Di Benedetto packs a remarkably thick weave of ideas and allusions into his seemingly restrained prose ... Di Benedetto’s suffering was real and not allegorical. Still, its profound senselessness and his ability to survive it make one think of his novels’ compromised heroes, who remain doggedly expectant to their shattered end—for the restoration of bygone glory or the peace of perfect silence.

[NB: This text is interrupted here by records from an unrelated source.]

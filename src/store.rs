//! Access to the SQLite database holding the redemption table.
//!
//! A [`Store`] only remembers where the database lives. Each operation opens
//! its own [`Connection`] and drops it before returning, so nothing is held
//! open between commands. Only [`Store::connect`] may create the database
//! file; reads go through [`Store::open_existing`] so a mistyped path fails.

use std::path::{Path, PathBuf};

use anyhow::{Context, Result};
use log::debug;
use rusqlite::{Connection, OpenFlags, OptionalExtension, params_from_iter};

use crate::{
    catalog::ColumnCatalog,
    data::Value,
    query::{CompiledQuery, QueryCompiler, ValueListing},
};

#[derive(Debug, Clone)]
pub struct Store {
    path: PathBuf,
    table: String,
}

#[derive(Debug, Clone, Default, PartialEq, Eq)]
pub struct ResultSet {
    pub headers: Vec<String>,
    pub rows: Vec<Vec<Value>>,
}

impl ResultSet {
    pub fn len(&self) -> usize {
        self.rows.len()
    }

    pub fn is_empty(&self) -> bool {
        self.rows.is_empty()
    }

    pub fn display_rows(&self) -> Vec<Vec<String>> {
        self.rows
            .iter()
            .map(|row| row.iter().map(Value::as_display).collect())
            .collect()
    }
}

/// What `check` found when probing the database.
#[derive(Debug, Clone, PartialEq, Eq)]
pub struct StoreStatus {
    pub table_exists: bool,
    pub row_count: Option<u64>,
}

impl Store {
    pub fn new(path: impl Into<PathBuf>, table: impl Into<String>) -> Self {
        Self {
            path: path.into(),
            table: table.into(),
        }
    }

    pub fn path(&self) -> &Path {
        &self.path
    }

    pub fn table(&self) -> &str {
        &self.table
    }

    /// Opens the database, creating the file when it does not exist yet.
    pub fn connect(&self) -> Result<Connection> {
        debug!("Opening database {:?}", self.path);
        Connection::open(&self.path).with_context(|| format!("Opening database {:?}", self.path))
    }

    /// Opens an existing database; a missing file is an error.
    pub fn open_existing(&self) -> Result<Connection> {
        debug!("Opening existing database {:?}", self.path);
        let flags = OpenFlags::SQLITE_OPEN_READ_WRITE
            | OpenFlags::SQLITE_OPEN_URI
            | OpenFlags::SQLITE_OPEN_NO_MUTEX;
        Connection::open_with_flags(&self.path, flags)
            .with_context(|| format!("Opening database {:?}", self.path))
    }

    pub fn fetch(&self, query: &CompiledQuery) -> Result<ResultSet> {
        let conn = self.open_existing()?;
        run_query(&conn, query)
    }

    pub fn distinct_values(
        &self,
        catalog: &ColumnCatalog,
        listing: ValueListing,
    ) -> Result<Vec<String>> {
        let query = QueryCompiler::new(catalog, &self.table).compile_distinct(listing);
        let result = self.fetch(&query)?;
        Ok(result
            .rows
            .into_iter()
            .filter_map(|row| row.into_iter().next())
            .map(|value| value.as_display())
            .collect())
    }

    pub fn status(&self, catalog: &ColumnCatalog) -> Result<StoreStatus> {
        let conn = self.open_existing()?;
        conn.query_row("SELECT 1", [], |_| Ok(()))
            .context("Checking database connection")?;
        let table_exists = table_exists(&conn, &self.table)?;
        let row_count = if table_exists {
            let query = QueryCompiler::new(catalog, &self.table).compile_count();
            let count: i64 = conn
                .query_row(&query.text, [], |row| row.get(0))
                .with_context(|| format!("Counting rows in '{}'", self.table))?;
            Some(count.max(0) as u64)
        } else {
            None
        };
        Ok(StoreStatus {
            table_exists,
            row_count,
        })
    }
}

pub fn run_query(conn: &Connection, query: &CompiledQuery) -> Result<ResultSet> {
    debug!("Executing: {}", query.text);
    debug!("Parameters: {:?}", query.params);
    let mut stmt = conn
        .prepare(&query.text)
        .with_context(|| format!("Preparing query {}", query.text))?;
    let headers = stmt
        .column_names()
        .into_iter()
        .map(str::to_string)
        .collect::<Vec<_>>();
    let column_count = headers.len();
    let mut rows = Vec::new();
    let mut cursor = stmt
        .query(params_from_iter(query.params.iter()))
        .context("Executing query")?;
    while let Some(row) = cursor.next().context("Reading result row")? {
        let values = (0..column_count)
            .map(|idx| row.get_ref(idx).map(Value::from_sql_ref))
            .collect::<rusqlite::Result<Vec<_>>>()
            .context("Decoding result row")?;
        rows.push(values);
    }
    Ok(ResultSet { headers, rows })
}

pub fn table_exists(conn: &Connection, table: &str) -> rusqlite::Result<bool> {
    conn.query_row(
        "SELECT 1 FROM sqlite_master WHERE type = 'table' AND name = ?1",
        [table],
        |_| Ok(()),
    )
    .optional()
    .map(|found| found.is_some())
}

/// True when the store rejected a write because of a constraint.
pub fn is_constraint_violation(err: &rusqlite::Error) -> bool {
    matches!(
        err,
        rusqlite::Error::SqliteFailure(failure, _)
            if failure.code == rusqlite::ErrorCode::ConstraintViolation
    )
}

Di Benedetto’s writings exert a subliminal influence on me: under their spell, time lags, and the world of people and things acquire a blurred, phantasmagoric tenor ... The book’s great virtue is that, using austere and bluntly cryptic prose, it builds the feeling of an unnamed and perhaps unnamable menace dwelling just behind the veil of words and suspends us in a state that doesn’t dissipate when we close its covers—of someone who, rising from a particularly intense nightmare, doesn’t know the extent to which, or even whether, she has woken up.
Masterfully translated by Esther Allen, who has managed to capture the humor, the sobriety and the oscillations between realism and mental fragmentation that constitute the essence of Di Benedetto’s fiction ... No writer has laid bare so thoroughly the ongoing predicament of the Argentine.